Sunday, September 21, 2008

Alice in Wonderland - 50 Greatest Books

Alice in Wonderland

IAN STEWART
Globe and Mail
September 20, 2008

In 1862, two clergymen took three little girls for a trip along the river Thames in a rowing-boat. The Reverend Charles Lutwidge Dodgson was a mathematics lecturer at Christ Church College and Robinson Duckworth was a fellow of Trinity College, both in Oxford. Lorina, Alice and Edith were the daughters of Henry Liddell, dean of Christ Church. To stop the children becoming bored, Dodgson invented a complicated and fanciful tale about a bored little girl called Alice who had a series of adventures.

The story was a hit, and Alice asked Dodgson to write it down. Two years later he did, and sent it to her. A year after that, a much-expanded version appeared in print under the pseudonym Lewis Carroll. The book was Alice's Adventures in Wonderland, still a firm favourite, and not just with children.
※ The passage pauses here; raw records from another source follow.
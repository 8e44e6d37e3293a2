//! Seams to the dialogs and the document model
//!
//! Both ports are async and `?Send`: workflows run on the UI thread and
//! only suspend while a dialog is up or a document is loading or saving.

use std::path::{Path, PathBuf};

use async_trait::async_trait;

use crate::config::{ContentKind, OpenDialogConfig, SaveDialogConfig, SaveMode};
use crate::error::{Error, Result};

/// Presents open/save dialogs. `None` means the user cancelled.
#[async_trait(?Send)]
pub trait DialogPort {
    /// Ask the user for an existing location.
    async fn pick_open(&self, config: &OpenDialogConfig) -> Option<PathBuf>;

    /// Ask the user for a destination. In [`SaveMode::Package`] the result
    /// is the container directory, not the final document path.
    async fn pick_save(&self, config: &SaveDialogConfig, mode: SaveMode) -> Option<PathBuf>;
}

/// Loads and persists documents.
#[async_trait(?Send)]
pub trait DocumentPort {
    type Document;

    /// Load an existing document.
    ///
    /// # Errors
    ///
    /// Returns [`Error::Open`] with the underlying cause.
    async fn open(&self, location: &Path) -> Result<Self::Document>;

    /// Write initial content for a new document.
    ///
    /// # Errors
    ///
    /// Returns [`Error::Write`] with the underlying cause.
    async fn write(&self, location: &Path, content: &[u8]) -> Result<()>;

    /// A fresh document of `kind` that has no location yet.
    fn make_untitled(&self, kind: &ContentKind) -> Self::Document;
}

/// Terminal state of one open/create workflow.
///
/// Every workflow invocation returns exactly one of these.
#[derive(Debug)]
pub enum Outcome<T> {
    /// The document was opened (and recorded as recent)
    Completed(T),
    /// The user dismissed the dialog
    Cancelled,
    /// Capability, access, or document I/O failure
    Failed(Error),
}

impl<T> Outcome<T> {
    #[must_use]
    pub fn is_completed(&self) -> bool {
        matches!(self, Self::Completed(_))
    }

    #[must_use]
    pub fn is_cancelled(&self) -> bool {
        matches!(self, Self::Cancelled)
    }

    #[must_use]
    pub fn is_failed(&self) -> bool {
        matches!(self, Self::Failed(_))
    }

    /// The opened document, if any
    #[must_use]
    pub fn completed(self) -> Option<T> {
        match self {
            Self::Completed(document) => Some(document),
            _ => None,
        }
    }

    #[must_use]
    pub fn error(&self) -> Option<&Error> {
        match self {
            Self::Failed(e) => Some(e),
            _ => None,
        }
    }

    /// Collapse into a `Result`, cancellation becoming `Ok(None)`.
    ///
    /// # Errors
    ///
    /// Returns the failure carried by [`Outcome::Failed`].
    pub fn into_result(self) -> Result<Option<T>> {
        match self {
            Self::Completed(document) => Ok(Some(document)),
            Self::Cancelled => Ok(None),
            Self::Failed(e) => Err(e),
        }
    }
}
//! Property tests for recency ordering and capacity bounds

use std::path::{Path, PathBuf};
use std::sync::Arc;

use proptest::prelude::*;
use recents::{
    AccessCapability, CapabilityProvider, MemorySettings, RecentsConfig, RecentsStore, Result,
    normalize_key,
};

/// Accepts every location; resolution is the identity
struct Passthrough;

impl CapabilityProvider for Passthrough {
    fn create(&self, location: &Path) -> Result<AccessCapability> {
        let key = normalize_key(location);
        Ok(AccessCapability::new(key.clone().into_bytes(), key))
    }

    fn resolve(&self, capability: &AccessCapability) -> Result<PathBuf> {
        Ok(PathBuf::from(capability.key()))
    }

    fn begin_access(&self, _capability: &AccessCapability) -> bool {
        true
    }

    fn end_access(&self, _capability: &AccessCapability) {}
}

/// Reference model: move-to-front then truncate
fn model(opens: &[u8], capacity: usize) -> Vec<PathBuf> {
    let mut list: Vec<PathBuf> = Vec::new();
    for id in opens {
        let path = PathBuf::from(format!("/docs/{id}"));
        list.retain(|p| p != &path);
        list.insert(0, path);
        list.truncate(capacity);
    }
    list
}

proptest! {
    #[test]
    fn prop_list_matches_move_to_front_model(
        opens in proptest::collection::vec(0u8..20, 0..60),
        capacity in 1usize..12,
    ) {
        let store = RecentsStore::with_config(
            Arc::new(MemorySettings::new()),
            Arc::new(Passthrough),
            RecentsConfig::with_capacity(capacity),
        );
        for id in &opens {
            store.record_opened(Path::new(&format!("/docs/{id}")));
        }

        let listed = store.list();
        prop_assert!(listed.len() <= capacity);
        prop_assert_eq!(listed, model(&opens, capacity));
    }

    #[test]
    fn prop_removed_never_listed(
        opens in proptest::collection::vec(0u8..10, 1..30),
        victim in 0u8..10,
    ) {
        let store = RecentsStore::new(Arc::new(MemorySettings::new()), Arc::new(Passthrough));
        for id in &opens {
            store.record_opened(Path::new(&format!("/docs/{id}")));
        }
        let victim = PathBuf::from(format!("/docs/{victim}"));
        let was_present = store.list().contains(&victim);

        prop_assert_eq!(store.remove([&victim]), was_present);
        prop_assert!(!store.list().contains(&victim));
    }
}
Alice has a timeless appeal, with its surreal characters, fantastic story and quirky events. Alice, sitting on a riverbank, notices a white rabbit. When it takes a watch out of its waistcoat — which she does find a little strange — she follows it down a large rabbit-hole, into Wonderland.

The book was illustrated by John Tenniel, based on Dodgson's sketches, and the illustrations have become an integral part of the book — so much so that even the Disney animated version felt obliged to follow Tenniel's model.

I first came across Alice when my parents took me to see the movie, about 55 years ago, and I have vivid recollections of the caterpillar puffing enormous clouds of smoke, and — it's amazing what sticks — a rocking-horse fly. Which comes from Through the Looking-Glass, the sequel. Alice seems even more surreal nowadays, because we moderns don't always spot the allusions.

The Dodo in the caucus race is Dodgson himself; the Duck is the Reverend Duckworth. The lory is Lorina, the eagle Edith — and Alice is Alice. The rabbit-hole was the back stairs of the main hall of Christ Church College. The verse consists almost entirely of parodies of poems that Victorian children had to learn by heart.

"Tis the voice of the lobster: I heard him declare: 'You have baked me too brown, I must sugar my hair'." This is a parody of The Sluggard by Isaac Watts, a prominent writer of hymns.

Acres of print have been devoted to the enigma of what makes Alice so special. It can hardly be the story, which rambles from incident to incident with very little clear plot. Alice has a remarkable dreamlike quality — a "stream of unconsciousness" in which events merge into each other, and while each on its own makes a strange sort of sense, there is no overall logic.

Is it the characters? Scarcely a page turns without a new and even more fantastic creature emerging, and the most fantastic of them all must be the Cheshire Cat, which disappears except for its grin. The March Hare and the Mad Hatter are charmingly crazy, the Mock Turtle tugs at your heartstrings, but in such a short book there isn't room to flesh out the characters in the way of, say, Mole in The Wind in the Willows. Carroll's characters play cameo roles. We don't get to know them.

Is it the humour? The book is laden with puns, the parodies make us smile and there is some marvellous slapstick, like the dormouse being stuffed into the teapot. But Alice is not a comedy. (Maybe it is) The pictures? The combination of text and images is powerful and effective, and in Tenniel's hands, Carroll's sketches transcend their origins.

I think it's all of these, and none of them.

For a timeless moment, everything came together to create a timeless book. Dodgson wrote other children's books, such as Sylvie and Bruno. None compares remotely to Alice — except Through the Looking-Glass, which captures the same dreamlike quality and fantastic imagination, and may even be better. The Alice books were an impossible act to follo.

Ian Stewart is professor of mathematics at the University of Warwick, in England.

1 comment:

Book Calendar said...

I have always loved Alice In Wonderland. The Cheshire Cat and the Jabberwocky are my two favorite creations. I think of it as one of the best pieces of fantasy ever written.